Antidiabetic Effects of Hispidulin in Streptozotocin‐Induced Insulin Deficient Mice

In both Type 1 and type 2 diabetes, pancreatic beta‐cell failure plays an important role in the deterioration of glycemic control. In this study, we investigated whether hispidulin, a naturally occurring flavone, can be used to ameliorate diabetes in an animal model of insulin deficiency. Here, we report that oral administration of hispidulin (20 mg/kg) alleviates streptozotocin‐induced hyperglycemia in C57/BL6 male mice. Hispidulin effectively mitigates postprandial and fasting hyperglycemia and glucose tolerance, which was associated with higher circulating plasma insulin concentrations and improved glucose stimulated‐insulin secretion (GSIS). In addition, treatment with hispidulin reduced expression of pyruvate carboxylase and glucose 6‐phosphatase in the livers. In vitro, hispidulin suppressed glucose production in mouse primary hepatocytes, but potentiated GSIS in insulin‐secreting cells and mouse islets.
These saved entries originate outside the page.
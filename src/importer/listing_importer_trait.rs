// ==========================================
// 房源导入系统 - 房源导入 Trait
// ==========================================
// 职责: 定义导入管道各阶段接口（不包含实现）
// 流程: 文件解析 → 字段清洗 → 行校验(含地址纠正) → 去重 → 落库 → 报告
// ==========================================

use crate::domain::{AddressCandidate, ImportReport, RawRow};
use crate::importer::error::{AddressError, ImportResult};
use crate::importer::street_directory::StreetQuery;
use async_trait::async_trait;
use std::path::Path;

// ==========================================
// ListingImporter Trait
// ==========================================
// 用途: 房源导入主接口
// 实现者: ListingImporterImpl
#[async_trait]
pub trait ListingImporter: Send + Sync {
    /// 从 CSV 文件导入房源
    ///
    /// # 参数
    /// - file_path: CSV 文件路径（分号分隔，首行为表头）
    ///
    /// # 返回
    /// - Ok(ImportReport): 接受/拒绝明细 + 批次信息
    /// - Err(ImportError::EmptyFile): 空文件，未处理任何行
    /// - Err: 文件读取错误、数据库错误等
    ///
    /// # 导入流程
    /// 1. 文件读取与解析（丢弃表头）
    /// 2. 以已落库房源初始化去重索引
    /// 3. 逐行校验（含地址纠正）
    /// 4. 去重（重复行静默跳过）
    /// 5. 单事务批量落库
    /// 6. 记录批次 + 生成报告
    async fn import_from_csv<P: AsRef<Path> + Send>(&self, file_path: P)
        -> ImportResult<ImportReport>;
}

// ==========================================
// FileParser Trait
// ==========================================
// 用途: 文件解析接口（阶段 1）
// 实现者: CsvParser
pub trait FileParser: Send + Sync {
    /// 解析文件为数据行（表头已丢弃）
    ///
    /// # 返回
    /// - Ok(Vec<RawRow>): 数据行（保留源文件行号）
    /// - Err(ImportError::EmptyFile): 文件为空或仅有表头
    fn parse_to_raw_rows(&self, file_path: &Path) -> ImportResult<Vec<RawRow>>;
}

// ==========================================
// DataCleaner Trait
// ==========================================
// 用途: 字段清洗与类型转换接口（阶段 3）
// 实现者: DataCleaner
pub trait DataCleaner: Send + Sync {
    /// 清洗文本字段（TRIM）
    fn clean_text(&self, value: &str) -> String;

    /// 解析小数（容忍逗号作小数点）
    ///
    /// # 返回
    /// - Some(f64): 解析成功
    /// - None: 空值或非数字
    fn parse_decimal(&self, value: &str) -> Option<f64>;

    /// 解析整数（仅 ASCII 数字，不允许符号）
    ///
    /// # 返回
    /// - Err(IntegerParseError::NotAnInteger): 空值或含非数字字符
    /// - Err(IntegerParseError::OutOfRange): 全为数字但超出 u32
    fn parse_integer(&self, value: &str) -> Result<u32, IntegerParseError>;

    /// 标准化邮编（去掉 "D-" 前缀，必须为 5 位数字）
    ///
    /// # 返回
    /// - Some(String): 标准化后的 5 位邮编
    /// - None: 格式不合法
    fn normalize_postal_code(&self, value: &str) -> Option<String>;
}

/// 整数解析失败原因
#[derive(Debug, Clone, Copy, PartialEq, Eq)]
pub enum IntegerParseError {
    NotAnInteger,
    OutOfRange,
}

// ==========================================
// AddressDirectory Trait
// ==========================================
// 用途: 外部街道目录查询接口
// 实现者: OpenPlzDirectory（HTTP）/ 测试用内存目录
#[async_trait]
pub trait AddressDirectory: Send + Sync {
    /// 按过滤条件查询街道
    ///
    /// # 返回
    /// - Ok(Vec<AddressCandidate>): 候选列表（空表示无匹配）
    /// - Err(AddressError::Transport): 网络/HTTP 失败
    async fn find_streets(&self, query: &StreetQuery) -> Result<Vec<AddressCandidate>, AddressError>;
}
These findings suggest that hispidulin could be a dual action, natural compound that exerts antidiabetic action via promoting beta‐cell function and suppressing hepatic glucose production. Support or Funding Information The work was supported by grants from NCCIH of NIH (1R01AT007077, 1R01AT007566) This abstract is from the Experimental Biology 2019 Meeting. There is no full text article associated with this abstract published in The FASEB Journal .